Jenuh dengan berbagai peraturan yang sangat ketat di rumah tersebut. Tidak ada
pekerjaan yang kulakukan benar dimatanya. Semua serba salah. Aku tiba-tiba
teringat Ayahku. Meski Ayah terkesan acuh tak acuh terhadapku, setidaknya,
beliau tidak terlalu keras. Aku teringat sewaktu di kampung, biasanya aku
curhat lewat buku diaryku tentang perlakuan Ayah padaku. Ayah yang tak
seperhatian Ibulah, Ayah yang pelitlah, Ayah yang menganggapku tak adalah, dan
sejuta keluh kesahku tentang seorang Ayah.
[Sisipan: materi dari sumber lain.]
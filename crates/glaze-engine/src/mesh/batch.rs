use std::ops::Range;

use crate::shading::Vertex;

use super::Mesh;

/// Index range and vertex base for one mesh inside a packed batch.
#[derive(Debug, Clone, PartialEq, Eq)]
pub struct DrawRange {
    pub index_range: Range<u32>,
    pub base_vertex: i32,
}

/// Byte sizes needed to upload `meshes` into one vertex and one index buffer.
pub fn measure(meshes: &[Mesh]) -> (u64, u64) {
    let (vertex_count, index_count) = meshes
        .iter()
        .fold((0usize, 0usize), |(v, i), m| (v + m.vertices.len(), i + m.indices.len()));
    (
        vertex_count as u64 * Vertex::STRIDE,
        (index_count * std::mem::size_of::<u32>()) as u64,
    )
}

/// Meshes packed back to back, ready for a single upload per buffer.
///
/// Indices are kept mesh-local; each mesh is drawn with its own `base_vertex`.
/// Reusing one batch across frames avoids per-frame allocation once warmed.
#[derive(Debug, Default)]
pub struct MeshBatch {
    vertices: Vec<Vertex>,
    indices: Vec<u32>,
    ranges: Vec<DrawRange>,
}

impl MeshBatch {
    #[inline]
    pub fn new() -> Self {
        Self::default()
    }

    /// Clears packed data. Keeps allocated capacity for reuse.
    pub fn clear(&mut self) {
        self.vertices.clear();
        self.indices.clear();
        self.ranges.clear();
    }

    /// Repacks the batch from `meshes`.
    ///
    /// Meshes without indices or failing validation are skipped; invalid ones
    /// are reported once per call.
    pub fn pack(&mut self, meshes: &[Mesh]) {
        self.clear();

        for (n, mesh) in meshes.iter().enumerate() {
            if mesh.is_empty() {
                continue;
            }
            if let Err(e) = mesh.validate() {
                log::warn!("skipping mesh #{n}: {e}");
                continue;
            }

            let base_vertex = self.vertices.len() as i32;
            let start = self.indices.len() as u32;
            self.vertices.extend_from_slice(&mesh.vertices);
            self.indices.extend_from_slice(&mesh.indices);
            let end = self.indices.len() as u32;

            self.ranges.push(DrawRange { index_range: start..end, base_vertex });
        }
    }

    #[inline]
    pub fn is_empty(&self) -> bool {
        self.ranges.is_empty()
    }

    #[inline]
    pub fn vertices(&self) -> &[Vertex] {
        &self.vertices
    }

    #[inline]
    pub fn indices(&self) -> &[u32] {
        &self.indices
    }

    #[inline]
    pub fn ranges(&self) -> &[DrawRange] {
        &self.ranges
    }

    #[inline]
    pub fn vertex_bytes(&self) -> &[u8] {
        bytemuck::cast_slice(&self.vertices)
    }

    #[inline]
    pub fn index_bytes(&self) -> &[u8] {
        bytemuck::cast_slice(&self.indices)
    }
}

#[cfg(test)]
mod tests {
    use super::*;
    use crate::shading::PackedColor;

    fn rect(x: f32) -> Mesh {
        let mut m = Mesh::new();
        m.add_colored_rect([x, 0.0], [x + 1.0, 1.0], PackedColor::WHITE);
        m
    }

    #[test]
    fn measure_sums_all_meshes() {
        let meshes = [rect(0.0), rect(5.0), Mesh::new()];
        assert_eq!(measure(&meshes), (8 * 20, 12 * 4));
    }

    #[test]
    fn pack_records_ranges_and_base_vertices() {
        let mut batch = MeshBatch::new();
        batch.pack(&[rect(0.0), rect(5.0)]);

        assert_eq!(batch.vertices().len(), 8);
        assert_eq!(batch.indices().len(), 12);
        assert_eq!(
            batch.ranges(),
            &[
                DrawRange { index_range: 0..6, base_vertex: 0 },
                DrawRange { index_range: 6..12, base_vertex: 4 },
            ]
        );
        // Mesh-local indices are preserved.
        assert_eq!(&batch.indices()[6..], &[0, 1, 2, 0, 2, 3]);
    }

    #[test]
    fn pack_skips_empty_and_invalid_meshes() {
        let mut broken = rect(0.0);
        broken.indices.push(99);

        let mut batch = MeshBatch::new();
        batch.pack(&[Mesh::new(), broken, rect(3.0)]);

        assert_eq!(batch.ranges().len(), 1);
        assert_eq!(batch.ranges()[0].base_vertex, 0);
        assert_eq!(batch.vertices()[0].position, [3.0, 0.0]);
    }

    #[test]
    fn byte_views_match_measure() {
        let meshes = [rect(0.0), rect(2.0)];
        let mut batch = MeshBatch::new();
        batch.pack(&meshes);

        let (vb, ib) = measure(&meshes);
        assert_eq!(batch.vertex_bytes().len() as u64, vb);
        assert_eq!(batch.index_bytes().len() as u64, ib);
    }

    #[test]
    fn repack_replaces_previous_contents() {
        let mut batch = MeshBatch::new();
        batch.pack(&[rect(0.0), rect(1.0)]);
        batch.pack(&[rect(9.0)]);
        assert_eq!(batch.ranges().len(), 1);
        assert_eq!(batch.vertices().len(), 4);

        batch.pack(&[]);
        assert!(batch.is_empty());
    }
}
use winit::event::WindowEvent;
use winit::window::WindowId;

use super::ctx::FrameCtx;

/// Control directive returned by app callbacks.
#[derive(Debug, Copy, Clone, Eq, PartialEq)]
pub enum AppControl {
    Continue,
    Exit,
}

/// Application contract implemented by higher layers.
pub trait App {
    /// Called for every window event before the runtime handles it.
    fn on_window_event(&mut self, window_id: WindowId, event: &WindowEvent) -> AppControl {
        let _ = (window_id, event);
        AppControl::Continue
    }

    /// Called once per redraw per window.
    fn on_frame(&mut self, ctx: &mut FrameCtx<'_, '_>) -> AppControl;
}
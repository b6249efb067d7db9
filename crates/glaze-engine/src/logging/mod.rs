//! Logging utilities.
//!
//! Centralizes logger initialization. Library code only uses the `log` facade;
//! `env_logger` is installed by the application through [`init_logging`].

mod init;

pub use init::{init_logging, LoggingConfig, DEFAULT_FILTER};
Benar-benar aku seorang manusia yang
tak pandai bersyukur. Astagfirullah. Bukankah nasibku lebih baik daripada orang
lain, yang sudah tidak mempunyai Ibu sekaligus tak berAyah?! Bukankah nasibku
jauh lebih baik daripada anak-anak yang tinggal dikolong jembatan dengan perut
melilit. Ya Allah, seharusnya aku bersyukur. Setiap harinya aku masih bisa
makan dan tidur nyenyak di dalam rumah. Namun kesadaranku tentang sebuah
kesyukuran tidak berlangsung lama. Minggu-minggu pertama, aku masih bebas menumpahkan
airmataku di kamar -aku menempati kamar
tamu rumah tersebut- ,Tapi tidak lagi sekarang. Karena aku sudah sekamar dengan
keponakanku. Kamar yang lebih kecil dari kamar tamu yang kutempati. Beberapa
hari yang lalu, paman menyuruhku pindah ke kamar Icha, keponakanku. Kata
beliau, sekedar jaga-jaga, jangan sampai ia kedatangan tamu untuk menginap.
Rasanya kian hari makin tersiksa. Belum lagi, rumah pamanku tidak berada di
pinggir jalan raya. Aku harus berjalan kurang lebih satu kilometer untuk sampai
ke rumah, setelah turun dari angkot.
Hingga suatu hari…
“Paman
mau bicara sama kamu.”
Aku
duduk di sofa, di samping pamanku dalam
keadaan diam. Menanti kata-kata selanjutnya.
“Paman
sudah tidak bisa menjaga kamu. Kamu kan tahu, paman ini sudah tua,Tidak bisa
stress, Tinggi darah, Cepat marah. Paman tidak mau terbebani jika kamu tinggal
disini. Coba bayangkan, jika kamu pulang terlambat dari kampus, tentu paman
akan kepikiran. Dan tentu saja itu tidak baik untuk kesehatan paman.”
Aku
sudah tahu kemana arah pembicaraan tersebut. Aku masih terdiam. Pamanku
melanjutkan perkataannya.
“Paman
minta, kamu hubungi Ayah dan kakakmu, biar mereka kemari mencarikan tempat
tinggal untukmu.”
Oh
Allah. Tak seindah yang kubayangkan. Batinku menangis. Ya.hanya batinku. Tidak sampai
keluar air mataku, hanya berkaca-kaca. Kutahu itu hanya sebuah alasan. Bagiku
itu sebuah pengusiran halus. Sangat halus. Tak bisa di raba. Tapi dapat di
sentuh oleh pekanya perasaanku.
***
Ya Rabb,,,sungguh besar Kasih-Mu
pada hamba yang penuh dosa ini. Kau tunjukkan kembali kuasa-Mu. 3 hari telah
berlalu setelah pembicaraan dengan pamanku. Hari ini Tanteku yang tinggal di
ujung kota Makassar, datang menemuiku. Ia masih saudara dekat almarhumah Ibu.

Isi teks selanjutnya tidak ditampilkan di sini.